超声软指标NT与NF检测对胎儿21-三体综合征产前诊断的价值

Value of nuchal translucency and nuchal fold in the prenatal diagnosis of fetal trisomy 21 syndrome

目的探讨超声软指标(USM)颈项透明层(NT)、颈后皮肤皱褶(NF)在产前筛查21-三体综合征中的应用价值。方法选取2015年7月至2017年8月在安康市妇幼保健院进行产前筛查的3 108例孕早、中期孕妇作为研究对象,通过USM筛查胎儿发生21-三体综合征的情况,以羊膜穿刺及羊水细胞染色体核型分析结果为金标准,通过四格表法计算NT、NF增厚对21-三体胎儿的诊断灵敏度、特异度。结果 3 108例孕妇经USM筛查中有NT阳性者61例(1.96%),NF阳性者53例(1.71%),NT+NF阳性者36例(1.16%);羊水细胞染色体核型分析结果共检出21-三体综合征16例,其中,NT阳性者中检出21-三体综合征4例(6.56%),NF阳性者检出21-三体综合征5例(9.43%);NT+NF阳性者检出21-三体综合征7例(19.44%);USM中NT、NF筛查诊断21-三体综合征的灵敏度为88.89%,特异度为95.66%。结论 USM中NT、NF均可用于产前筛查21-三体,NT+NF均增厚可增加21-三体的发生风险,USM诊断21-三体的特异度及灵敏度均较高。

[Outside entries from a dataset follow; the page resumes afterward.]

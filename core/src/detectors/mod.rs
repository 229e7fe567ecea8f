//! Én tilstandsmaskin per aktivitet. Hver detektor eier sine glattefiltre og sin ledger,
//! og muteres nøyaktig én gang per frame.

pub mod jump;
pub mod pullup;
pub mod pushup;
pub mod reach;
pub mod shuttle;
pub mod situp;

pub use jump::JumpState;
pub use pullup::PullupState;
pub use pushup::PushupState;
pub use reach::ReachState;
pub use shuttle::ShuttleState;
pub use situp::SitupState;

use crate::config::DetectorConfig;
use crate::error::ChannelError;
use crate::summary::SummaryRecord;
use crate::types::{Activity, ActivityEvent, Frame};

/// Felles kontrakt: konsumerer én frame, gir ut høyst én hendelse.
/// `Err` betyr at framen ble hoppet over for kanalen (lokal feil, økten fortsetter).
pub trait Detector {
    fn analyze(&mut self, frame: &Frame) -> Result<Option<ActivityEvent>, ChannelError>;

    /// Ren funksjon av tilstanden; samme tilstand gir samme sammendrag.
    fn summarize(&self) -> SummaryRecord;
}

/// Lukket sum av detektor-tilstandene. Kun én er levende per økt.
#[derive(Debug, Clone)]
pub enum ActivityState {
    Pushup(PushupState),
    Pullup(PullupState),
    Situp(SitupState),
    VerticalJump(JumpState),
    ShuttleRun(ShuttleState),
    SitAndReach(ReachState),
}

impl ActivityState {
    pub fn new(activity: Activity, cfg: &DetectorConfig) -> Self {
        let vis = cfg.min_visibility;
        let mpp = cfg.calibration.meters_per_pixel;
        match activity {
            Activity::Pushup => ActivityState::Pushup(PushupState::new(cfg.pushup, vis)),
            Activity::Pullup => ActivityState::Pullup(PullupState::new(cfg.pullup, vis)),
            Activity::Situp => ActivityState::Situp(SitupState::new(cfg.situp, vis)),
            Activity::VerticalJump => ActivityState::VerticalJump(JumpState::new(cfg.jump, vis, mpp)),
            Activity::ShuttleRun => ActivityState::ShuttleRun(ShuttleState::new(cfg.shuttle, vis, mpp)),
            Activity::SitAndReach => ActivityState::SitAndReach(ReachState::new(cfg.reach, vis, mpp)),
        }
    }

    pub fn activity(&self) -> Activity {
        match self {
            ActivityState::Pushup(_) => Activity::Pushup,
            ActivityState::Pullup(_) => Activity::Pullup,
            ActivityState::Situp(_) => Activity::Situp,
            ActivityState::VerticalJump(_) => Activity::VerticalJump,
            ActivityState::ShuttleRun(_) => Activity::ShuttleRun,
            ActivityState::SitAndReach(_) => Activity::SitAndReach,
        }
    }
}

impl Detector for ActivityState {
    fn analyze(&mut self, frame: &Frame) -> Result<Option<ActivityEvent>, ChannelError> {
        match self {
            ActivityState::Pushup(s) => s.analyze(frame),
            ActivityState::Pullup(s) => s.analyze(frame),
            ActivityState::Situp(s) => s.analyze(frame),
            ActivityState::VerticalJump(s) => s.analyze(frame),
            ActivityState::ShuttleRun(s) => s.analyze(frame),
            ActivityState::SitAndReach(s) => s.analyze(frame),
        }
    }

    fn summarize(&self) -> SummaryRecord {
        match self {
            ActivityState::Pushup(s) => s.summarize(),
            ActivityState::Pullup(s) => s.summarize(),
            ActivityState::Situp(s) => s.summarize(),
            ActivityState::VerticalJump(s) => s.summarize(),
            ActivityState::ShuttleRun(s) => s.summarize(),
            ActivityState::SitAndReach(s) => s.summarize(),
        }
    }
}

Objective To evaluate the value of the ultrasound markers(USM) of nuchal translucency(NT) and nuchal fold(NF) for screening 21-trisomy syndrome(Down’s syndrome). Methods A total of 3 108 pregnant women,who were screened in Department of Health of Ankang Center for Disease Control and Prevention from July 2015 to August 2017, were selected as study subjects. USM screening was used to screen the fetus for 21 trisomy syndrome. The results of amniocentesis and karyotype analysis of amniotic fluid cells were taken as the gold standard. The sensitivity and specificity of NT, NF thickening in 21-trisomy fetus were calculated by four-grid method. Results Among 3 108 pregnant women, 61(1.96%) were NT positive, 53(1.71%) were NF positive, and 36(1.16%) were positive for NT and NF.Karyotype analysis of amniotic fluid cells showed that there were 16 cases of trisomy 21 syndrome, of which 4 cases were found in NT positive cases(6.56%), 5 cases were found in NF positive cases(9.43%), and 7 cases were found in NT and NF positive cases(19.44%). The sensitivity and specificity of USM of NT, NF screening for Down’s syndrome were respectively 88.89% and 95.66%. Conclusion USM of NT, NF can be used for prenatal screening of 21-trisomy syndrome, NT and NF thickening can increase the risk of 21-trisomy syndrome, and the specificity and sensitivity of USM in the diagnosis of 21-trisomy are higher.